» **What is expected**:
Whenever the word "UserIdentity" shows up in a line of the data, copy that line.

» **Extracted records**:
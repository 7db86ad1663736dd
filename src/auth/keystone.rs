//! Keystone v3 identity provider

use async_trait::async_trait;
use log::{debug, info};
use serde::Deserialize;
use serde_json::{Value, json};
use std::time::Duration;

use super::context::PolicyContext;
use super::credentials::{ApplicationCredentialRef, CredentialSet, DomainRef, Scope, UserIdentity};
use crate::api::constants::{METRICS_SERVICE_TYPE, headers};
use crate::error::{MaiaError, Result};

/// Authenticates credentials and tells where the metrics service lives.
///
/// A trait so the credential resolver can be exercised without an identity
/// service.
#[async_trait]
pub trait IdentityProvider: Send + Sync {
    /// Returns the policy context (including the `token` attribute) and the
    /// metrics endpoint found in the service catalog.
    async fn authenticate(&self, credentials: &CredentialSet) -> Result<(PolicyContext, String)>;
}

pub struct KeystoneClient {
    auth_url: String,
    http_client: reqwest::Client,
}

impl KeystoneClient {
    pub fn new(auth_url: &str, insecure: bool) -> Result<Self> {
        let http_client = reqwest::Client::builder()
            .timeout(Duration::from_secs(30))
            .connect_timeout(Duration::from_secs(10))
            .danger_accept_invalid_certs(insecure)
            .user_agent(concat!("maia-cli/", env!("CARGO_PKG_VERSION")))
            .build()?;

        Ok(Self {
            auth_url: auth_url.trim_end_matches('/').to_string(),
            http_client,
        })
    }

    fn tokens_url(&self) -> String {
        format!("{}/auth/tokens", self.auth_url)
    }
}

#[async_trait]
impl IdentityProvider for KeystoneClient {
    async fn authenticate(&self, credentials: &CredentialSet) -> Result<(PolicyContext, String)> {
        info!("Authenticating against {}", self.auth_url);

        let response = self
            .http_client
            .post(self.tokens_url())
            .header("Accept", headers::CONTENT_TYPE_JSON)
            .json(&auth_request_body(credentials))
            .send()
            .await?;

        let status = response.status();
        debug!("Token request status: {}", status);

        let subject_token = response
            .headers()
            .get(headers::SUBJECT_TOKEN)
            .and_then(|v| v.to_str().ok())
            .map(|s| s.to_string());
        let text = response.text().await?;

        if !status.is_success() {
            return Err(MaiaError::Authentication(format!(
                "authentication failed with status {}: {}",
                status,
                text.trim()
            )));
        }

        let subject_token = subject_token.ok_or_else(|| {
            MaiaError::Authentication("no X-Subject-Token in identity service response".to_string())
        })?;
        let body: TokenResponse = serde_json::from_str(&text)?;

        let endpoint = body.token.metrics_endpoint().ok_or_else(|| {
            MaiaError::Authentication(format!(
                "no public '{}' endpoint in service catalog; use --maia-url",
                METRICS_SERVICE_TYPE
            ))
        })?;

        Ok((body.token.policy_context(subject_token), endpoint))
    }
}

#[derive(Debug, Deserialize)]
struct TokenResponse {
    token: TokenBody,
}

#[derive(Debug, Deserialize, Default)]
struct TokenBody {
    #[serde(default)]
    user: Option<NamedRef>,
    #[serde(default)]
    project: Option<ProjectRef>,
    #[serde(default)]
    domain: Option<NamedRef>,
    #[serde(default)]
    roles: Vec<NamedRef>,
    #[serde(default)]
    catalog: Vec<CatalogEntry>,
}

#[derive(Debug, Deserialize, Default)]
struct NamedRef {
    #[serde(default)]
    id: String,
    #[serde(default)]
    name: String,
    #[serde(default)]
    domain: Option<Box<NamedRef>>,
}

#[derive(Debug, Deserialize)]
struct ProjectRef {
    id: String,
    #[serde(default)]
    name: String,
    #[serde(default)]
    domain: Option<NamedRef>,
}

#[derive(Debug, Deserialize)]
struct CatalogEntry {
    #[serde(rename = "type")]
    service_type: String,
    #[serde(default)]
    endpoints: Vec<Endpoint>,
}

#[derive(Debug, Deserialize)]
struct Endpoint {
    interface: String,
    url: String,
}

impl TokenBody {
    fn metrics_endpoint(&self) -> Option<String> {
        self.catalog
            .iter()
            .filter(|entry| entry.service_type == METRICS_SERVICE_TYPE)
            .flat_map(|entry| entry.endpoints.iter())
            .find(|endpoint| endpoint.interface == "public")
            .map(|endpoint| endpoint.url.clone())
    }

    fn policy_context(&self, token: String) -> PolicyContext {
        let mut context = PolicyContext::default();
        context.auth.insert("token".to_string(), token);

        if let Some(user) = &self.user {
            context.auth.insert("user_id".to_string(), user.id.clone());
            context.auth.insert("user_name".to_string(), user.name.clone());
            if let Some(domain) = &user.domain {
                context.auth.insert("user_domain_id".to_string(), domain.id.clone());
                context.auth.insert("user_domain_name".to_string(), domain.name.clone());
            }
        }
        if let Some(project) = &self.project {
            context.auth.insert("project_id".to_string(), project.id.clone());
            context.auth.insert("project_name".to_string(), project.name.clone());
            if let Some(domain) = &project.domain {
                context.auth.insert("project_domain_id".to_string(), domain.id.clone());
                context.auth.insert("project_domain_name".to_string(), domain.name.clone());
            }
        }
        if let Some(domain) = &self.domain {
            context.auth.insert("domain_id".to_string(), domain.id.clone());
            context.auth.insert("domain_name".to_string(), domain.name.clone());
        }
        context.roles = self.roles.iter().map(|role| role.name.clone()).collect();

        context
    }
}

fn domain_json(domain: &DomainRef) -> Value {
    match domain {
        DomainRef::Id(id) => json!({ "id": id }),
        DomainRef::Name(name) => json!({ "name": name }),
    }
}

fn user_json(user: &UserIdentity) -> Value {
    match user {
        UserIdentity::Id(id) => json!({ "id": id }),
        UserIdentity::Name { name, domain } => {
            let mut value = json!({ "name": name });
            if let Some(domain) = domain {
                value["domain"] = domain_json(domain);
            }
            value
        }
    }
}

fn scope_json(scope: &Scope) -> Value {
    let domain = match (&scope.domain_id, &scope.domain_name) {
        (Some(id), _) => Some(DomainRef::Id(id.clone())),
        (None, Some(name)) => Some(DomainRef::Name(name.clone())),
        (None, None) => None,
    };

    if let Some(id) = &scope.project_id {
        return json!({ "project": { "id": id } });
    }
    if let Some(name) = &scope.project_name {
        let mut project = json!({ "name": name });
        if let Some(domain) = &domain {
            project["domain"] = domain_json(domain);
        }
        return json!({ "project": project });
    }
    match domain {
        Some(domain) => json!({ "domain": domain_json(&domain) }),
        None => Value::Null,
    }
}

/// Build the `POST /v3/auth/tokens` request body for a credential set.
pub fn auth_request_body(credentials: &CredentialSet) -> Value {
    let mut auth = match credentials {
        CredentialSet::Password { user, password, .. } => {
            let mut user = user_json(user);
            user["password"] = json!(password);
            json!({
                "identity": {
                    "methods": ["password"],
                    "password": { "user": user }
                }
            })
        }
        CredentialSet::Token { token, .. } => json!({
            "identity": {
                "methods": ["token"],
                "token": { "id": token }
            }
        }),
        CredentialSet::ApplicationCredential { credential, secret } => {
            let mut application_credential = match credential {
                ApplicationCredentialRef::Id(id) => json!({ "id": id }),
                ApplicationCredentialRef::Name { name, user } => {
                    json!({ "name": name, "user": user_json(user) })
                }
            };
            application_credential["secret"] = json!(secret);
            json!({
                "identity": {
                    "methods": ["application_credential"],
                    "application_credential": application_credential
                }
            })
        }
    };

    if let Some(scope) = credentials.scope() {
        let scope = scope_json(scope);
        if !scope.is_null() {
            auth["scope"] = scope;
        }
    }

    json!({ "auth": auth })
}

#[cfg(test)]
mod tests {
    use super::*;

    #[test]
    fn password_body_with_project_scope() {
        let credentials = CredentialSet::Password {
            user: UserIdentity::Name {
                name: "alice".into(),
                domain: Some(DomainRef::Name("Default".into())),
            },
            password: "secret".into(),
            scope: Some(Scope {
                project_name: Some("monitoring".into()),
                domain_name: Some("Default".into()),
                ..Default::default()
            }),
        };

        let body = auth_request_body(&credentials);
        assert_eq!(body["auth"]["identity"]["methods"][0], "password");
        assert_eq!(body["auth"]["identity"]["password"]["user"]["name"], "alice");
        assert_eq!(body["auth"]["identity"]["password"]["user"]["domain"]["name"], "Default");
        assert_eq!(body["auth"]["identity"]["password"]["user"]["password"], "secret");
        assert_eq!(body["auth"]["scope"]["project"]["name"], "monitoring");
        assert_eq!(body["auth"]["scope"]["project"]["domain"]["name"], "Default");
    }

    #[test]
    fn application_credential_body_has_no_scope() {
        let credentials = CredentialSet::ApplicationCredential {
            credential: ApplicationCredentialRef::Id("appcred".into()),
            secret: "s3cr3t".into(),
        };

        let body = auth_request_body(&credentials);
        assert_eq!(body["auth"]["identity"]["application_credential"]["id"], "appcred");
        assert_eq!(body["auth"]["identity"]["application_credential"]["secret"], "s3cr3t");
        assert!(body["auth"].get("scope").is_none());
    }

    #[test]
    fn domain_scope_for_token() {
        let credentials = CredentialSet::Token {
            token: "ABC".into(),
            scope: Some(Scope {
                domain_id: Some("d1".into()),
                ..Default::default()
            }),
        };

        let body = auth_request_body(&credentials);
        assert_eq!(body["auth"]["identity"]["token"]["id"], "ABC");
        assert_eq!(body["auth"]["scope"]["domain"]["id"], "d1");
    }

    #[test]
    fn catalog_lookup_and_context() {
        let body: TokenResponse = serde_json::from_value(json!({
            "token": {
                "user": { "id": "u1", "name": "alice", "domain": { "id": "d1", "name": "Default" } },
                "project": { "id": "p1", "name": "monitoring", "domain": { "id": "d1", "name": "Default" } },
                "roles": [ { "id": "r1", "name": "monitoring_viewer" } ],
                "catalog": [
                    { "type": "identity", "endpoints": [ { "interface": "public", "url": "http://keystone" } ] },
                    { "type": "metrics", "endpoints": [
                        { "interface": "internal", "url": "http://maia.internal" },
                        { "interface": "public", "url": "http://maia.public" }
                    ] }
                ]
            }
        }))
        .unwrap();

        assert_eq!(body.token.metrics_endpoint().as_deref(), Some("http://maia.public"));

        let context = body.token.policy_context("tok".into());
        assert_eq!(context.token(), Some("tok"));
        assert_eq!(context.tenant_id(), Some("p1"));
        assert_eq!(context.roles, vec!["monitoring_viewer".to_string()]);
    }
}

» **Completed task**:
use super::credentials::{ApplicationCredentialRef, CredentialSet, DomainRef, Scope, UserIdentity};
fn user_json(user: &UserIdentity) -> Value {
        UserIdentity::Id(id) => json!({ "id": id }),
        UserIdentity::Name { name, domain } => {
            user: UserIdentity::Name {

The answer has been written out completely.